Packing as a structural basis of protein stability: understanding mutant properties from wildtype structure

Abstract

Modeling of protein core mutations using sidechain packing can forecast their effects on stability. We have assessed the structural basis of this approach, by evaluating the accuracy of our 1991 model of a three-site mutant of lambda repressor (V36L/M40L/V47I), against the recently reported crystal structure. The three mutated residues matched the crystal structure to within 0.89A (1.11A for sidechain atoms), giving fairly accurate sidechain placement and packing (81-99th percentile rank in coordinate accuracy). However, the model used different sidechain torsional angles than seen in the crystal structure at residues 36 and 40, apparently to compensate for the backbone shifts present in the actual mutant structure, but not accounted for in our modeling method. To understand the structural basis of stability across a set of lambda repressor core mutants, we have analyzed the mutant models, revealing several simple packing effects: V36I, predicted to be stabilized by filling a hydrophobic cavity; M40V, destabilized by a steric clash with the unusual structural demands of a helix-turn transition.

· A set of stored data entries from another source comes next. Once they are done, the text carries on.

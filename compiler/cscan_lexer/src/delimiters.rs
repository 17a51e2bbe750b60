//! Delimiter balance tracking.
//!
//! A stack of open `(`, `{` and `[`. This is a lexical heuristic, not a
//! parser: it only answers whether each closer matches the most recent
//! unclosed opener.

use cscan_ir::{SourcePosition, Span};
use cscan_lexer_core::RawTag;

#[derive(Copy, Clone, Debug, PartialEq, Eq, Hash)]
pub(crate) enum Delimiter {
    Paren,
    Brace,
    Bracket,
}

impl Delimiter {
    pub(crate) fn from_opener(tag: RawTag) -> Option<Self> {
        match tag {
            RawTag::LeftParen => Some(Delimiter::Paren),
            RawTag::LeftBrace => Some(Delimiter::Brace),
            RawTag::LeftBracket => Some(Delimiter::Bracket),
            _ => None,
        }
    }

    pub(crate) fn from_closer(tag: RawTag) -> Option<Self> {
        match tag {
            RawTag::RightParen => Some(Delimiter::Paren),
            RawTag::RightBrace => Some(Delimiter::Brace),
            RawTag::RightBracket => Some(Delimiter::Bracket),
            _ => None,
        }
    }

    pub(crate) fn open(self) -> char {
        match self {
            Delimiter::Paren => '(',
            Delimiter::Brace => '{',
            Delimiter::Bracket => '[',
        }
    }

    pub(crate) fn close(self) -> char {
        match self {
            Delimiter::Paren => ')',
            Delimiter::Brace => '}',
            Delimiter::Bracket => ']',
        }
    }
}

/// An opener still waiting for its closer.
#[derive(Copy, Clone, Debug, PartialEq, Eq)]
pub(crate) struct OpenDelimiter {
    pub delimiter: Delimiter,
    pub position: SourcePosition,
    pub span: Span,
}

/// Result of offering a closer to the stack.
#[derive(Clone, Debug, PartialEq, Eq)]
pub(crate) enum CloseOutcome {
    /// The closer matched the innermost opener.
    Matched,
    /// The closer matched no opener; the stack is unchanged.
    Unopened,
    /// The closer matched an opener below the top. `abandoned` holds the
    /// openers that were unwound, innermost first; the last entry is the
    /// one matching the closer.
    Mismatched { abandoned: Vec<OpenDelimiter> },
}

#[derive(Clone, Debug, Default)]
pub(crate) struct DelimiterStack {
    open: Vec<OpenDelimiter>,
}

impl DelimiterStack {
    pub(crate) fn push(&mut self, delimiter: Delimiter, position: SourcePosition, span: Span) {
        self.open.push(OpenDelimiter {
            delimiter,
            position,
            span,
        });
    }

    pub(crate) fn close(&mut self, delimiter: Delimiter) -> CloseOutcome {
        let Some(depth) = self
            .open
            .iter()
            .rposition(|open| open.delimiter == delimiter)
        else {
            return CloseOutcome::Unopened;
        };
        if depth + 1 == self.open.len() {
            self.open.pop();
            return CloseOutcome::Matched;
        }
        let mut abandoned = self.open.split_off(depth);
        abandoned.reverse();
        CloseOutcome::Mismatched { abandoned }
    }

    /// Remaining openers, outermost first.
    pub(crate) fn drain(&mut self) -> std::vec::Drain<'_, OpenDelimiter> {
        self.open.drain(..)
    }

    pub(crate) fn depth(&self) -> usize {
        self.open.len()
    }
}

#[cfg(test)]
mod tests;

These effects illustrate how mutant stability can often be understood directly from scrutiny of wildtype structure. Simply adding the calculated energies of neighboring point mutations predicts the stability effect of the combined mutant relatively well, with little apparent cooperativity, yielding simple rules for each site's amino acid preferences. Our treatment of core packing indicates that it can permit a large fraction of sequences to fit the native fold, as observed experimentally, far more than indicated by rotamer hard-sphere models.